Protein-rich foods help you shed bodyfat and blunt hunger, increase anabolic nitrogen status and give new material to grow on. So, if you don't want to see your breasts and belly going south and see your muscles grow like weed after the rain, you need protein.

I don't need to tell you that the most complete dietary protein comes from fish, meat, poultry, milk, dairy, egg and soy. But if you are a Vegetarian, your choice is definitely limited. What if you are a vegan? - scary though, uh. Not really. Even for these breeds protein should actually be the least of the nutritional worries.

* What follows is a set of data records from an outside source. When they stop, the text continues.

use thiserror::Error;

#[derive(Debug, Error)]
pub enum TallyError {
    #[error("permission denied: {0}")]
    PermissionDenied(String),

    #[error("invalid field: {0}")]
    InvalidField(String),

    #[error("invalid value: {0}")]
    InvalidValue(String),

    #[error("not found: {0}")]
    NotFound(String),

    #[error("conflict: {0}")]
    Conflict(String),

    #[error("unauthenticated: {0}")]
    Unauthenticated(String),

    #[error("persistence failure: {0}")]
    Persistence(#[from] anyhow::Error),
}

impl TallyError {
    pub fn http_status(&self) -> u16 {
        match self {
            Self::PermissionDenied(_) => 403,
            Self::InvalidField(_) => 400,
            Self::InvalidValue(_) => 400,
            Self::NotFound(_) => 404,
            Self::Conflict(_) => 409,
            Self::Unauthenticated(_) => 401,
            Self::Persistence(_) => 500,
        }
    }

    /// Storage failures are reported generically; everything else is safe to show.
    pub fn public_message(&self) -> String {
        match self {
            Self::Persistence(_) => "internal error".to_string(),
            other => other.to_string(),
        }
    }
}
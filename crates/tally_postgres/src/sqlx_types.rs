//! Row shapes as Postgres returns them, converted into core types.

use chrono::{DateTime, Utc};

use tally_core::audit::LogEntry;
use tally_core::types::{Counters, DerivedFields, Position, Record, Role, Scope, ScopeGrant, User};

#[derive(Debug, sqlx::FromRow)]
pub struct PgUserRow {
    pub id: i64,
    pub username: String,
    pub password: String,
    pub role: String,
    pub scope_grant: String,
}

impl From<PgUserRow> for User {
    /// Legacy role text ("user") and unparsable grants are tolerated.
    fn from(row: PgUserRow) -> Self {
        Self {
            id: row.id,
            role: Role::parse(&row.role).unwrap_or(Role::Viewer),
            scope_grant: ScopeGrant::parse(&row.scope_grant).unwrap_or(ScopeGrant::UnitA),
            username: row.username,
            password: row.password,
        }
    }
}

#[derive(Debug, sqlx::FromRow)]
pub struct PgRecordRow {
    pub id: i64,
    pub scope: String,
    pub position: String,
    pub name: String,
    pub traffic_count: i64,
    pub sentence_1to5: i64,
    pub sentence_6plus: i64,
    pub supervision_total: i64,
    pub supervision_1to5: i64,
    pub supervision_6plus: i64,
    pub error_count: i64,
    pub case_total: i64,
    pub score: i64,
    pub created_at: DateTime<Utc>,
}

impl TryFrom<PgRecordRow> for Record {
    type Error = String;

    fn try_from(row: PgRecordRow) -> Result<Self, Self::Error> {
        let scope = Scope::parse(&row.scope)
            .ok_or_else(|| format!("record {}: unknown scope '{}'", row.id, row.scope))?;
        let position = Position::parse(&row.position)
            .ok_or_else(|| format!("record {}: unknown position '{}'", row.id, row.position))?;
        Ok(Record {
            id: row.id,
            scope,
            position,
            name: row.name,
            counters: Counters {
                traffic_count: row.traffic_count,
                sentence_1to5: row.sentence_1to5,
                sentence_6plus: row.sentence_6plus,
                supervision_1to5: row.supervision_1to5,
                supervision_6plus: row.supervision_6plus,
                error_count: row.error_count,
            },
            derived: DerivedFields {
                supervision_total: row.supervision_total,
                case_total: row.case_total,
                score: row.score,
            },
            created_at: row.created_at,
        })
    }
}

#[derive(Debug, sqlx::FromRow)]
pub struct PgLogRow {
    pub id: i64,
    pub action: String,
    pub record_id: Option<i64>,
    pub actor: String,
    pub time_text: String,
    pub details: String,
}

impl From<PgLogRow> for LogEntry {
    fn from(row: PgLogRow) -> Self {
        Self {
            id: row.id,
            action: row.action,
            record_id: row.record_id,
            actor: row.actor,
            time: row.time_text,
            details: row.details,
        }
    }
}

As a vegetarian, you can get all the aminos from grains, beans (including soy), and legumes. Here is an issue – when you look at nutrient values of any high-protein bread, pasta, cereal, or even beans which like to laugh when you work out, you think that these are loaded with the essential muscle-building blocks. Even though these may be high in protein, they are not created perfect by nature. Peas, legumes, lentils and beans are limited in amino acids methionine and tryptophan, but have plenty of isoleucine and lysine. Whole grains, on the other side of the plate, are rich in methionine and tryptophan but are limited in leucine and isoleucine.

I bet even a brain-free muscle-pumper can can see the connection here – grains and legumes are a perfect match when it comes to protein! Like your pair of weight gloves, they are dysfunctional without each other. What is especially interesting about these foods is that mixed up together they are become not only high-protein foods, but excellent sources of carbohydrates and fibre as well which stimulate hormone Insulin, the engine that pumps the nutrients to your hungry muscle cells in a slow smooth steady flow. This is an elite superhighway to bigger and denser muscles without making you a gram fatter.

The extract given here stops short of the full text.